> [INSTRUCTIONS TO FOLLOW] Lines after the one containing "verification and driver" are to be omitted; print exactly each line from the start of the records up to and including it.

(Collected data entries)
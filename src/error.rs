//! Error types for the gradspice solver.
//!
//! This module provides a unified error type [`GradspiceError`] covering
//! netlist parsing, circuit construction, verification and driver
//! configuration. Failing to converge is not an error: the driver reports it.

use thiserror::Error;

use crate::circuit::{NodeId, TerminalId};

/// Result type alias using [`GradspiceError`].
pub type Result<T> = std::result::Result<T, GradspiceError>;

/// Unified error type for all gradspice operations.
#[derive(Error, Debug)]
pub enum GradspiceError {
    // ============ Netlist Errors ============
    /// Error during lexical analysis
    #[error("Lexer error at line {line}, column {column}: {message}")]
    LexerError {
        line: usize,
        column: usize,
        message: String,
    },

    /// Error during parsing
    #[error("Parse error at line {line}: {message}")]
    ParseError { line: usize, message: String },

    /// Invalid element line
    #[error("Invalid component '{name}' at line {line}: {message}")]
    InvalidComponent {
        name: String,
        line: usize,
        message: String,
    },

    /// Unknown component type
    #[error("Unknown component type '{component_type}' at line {line}")]
    UnknownComponentType { component_type: String, line: usize },

    /// Node name not present in the circuit
    #[error("Node '{node}' not found in circuit")]
    NodeNotFound { node: String },

    // ============ Construction Errors ============
    /// Invalid component parameter (e.g. zero resistance)
    #[error("Invalid parameter '{param}' for component '{component}': {message}")]
    InvalidParameter {
        component: String,
        param: String,
        message: String,
    },

    /// Terminal handle that names no terminal
    #[error("Terminal {terminal} does not exist")]
    InvalidTerminal { terminal: TerminalId },

    /// Terminal wired a second time
    #[error("Terminal {terminal} is already connected to node {node}")]
    TerminalAlreadyConnected { terminal: TerminalId, node: NodeId },

    /// Connection list does not match the component's terminal count
    #[error("Component '{component}' has {expected} terminal(s) but {actual} connection(s) were given")]
    ConnectionMismatch {
        component: String,
        expected: usize,
        actual: usize,
    },

    // ============ Verification Errors ============
    /// A terminal was never wired to a node
    #[error("Component '{component}' has a non-connected terminal ({terminal})")]
    UnconnectedTerminal { component: String, terminal: usize },

    // ============ Simulation Errors ============
    /// Invalid driver parameter
    #[error("Invalid simulation parameter: {message}")]
    InvalidSimulationParam { message: String },

    /// Relaxation blew up instead of settling
    #[error("Simulation diverged at instant {instant} (t = {time}s, error {error:e})")]
    Diverged { instant: usize, time: f64, error: f64 },

    // ============ I/O Errors ============
    /// Error reading a netlist file
    #[error("Failed to read netlist file '{path}': {source}")]
    FileReadError {
        path: String,
        #[source]
        source: std::io::Error,
    },
}

impl GradspiceError {
    /// Create a lexer error
    pub fn lexer(line: usize, column: usize, message: impl Into<String>) -> Self {
        Self::LexerError {
            line,
            column,
            message: message.into(),
        }
    }

    /// Create a parse error
    pub fn parse(line: usize, message: impl Into<String>) -> Self {
        Self::ParseError {
            line,
            message: message.into(),
        }
    }

    /// Create an invalid component error
    pub fn invalid_component(name: impl Into<String>, line: usize, message: impl Into<String>) -> Self {
        Self::InvalidComponent {
            name: name.into(),
            line,
            message: message.into(),
        }
    }

    /// Create an invalid parameter error
    pub fn invalid_parameter(
        component: impl Into<String>,
        param: impl Into<String>,
        message: impl Into<String>,
    ) -> Self {
        Self::InvalidParameter {
            component: component.into(),
            param: param.into(),
            message: message.into(),
        }
    }

    /// Create an invalid simulation parameter error
    pub fn simulation_param(message: impl Into<String>) -> Self {
        Self::InvalidSimulationParam {
            message: message.into(),
        }
    }
}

> [SOLUTION BELOW]
filename src/error.rs
//! Error types for the gradspice solver.
//!
//! This module provides a unified error type [`GradspiceError`] covering
//! netlist parsing, circuit construction, verification and driver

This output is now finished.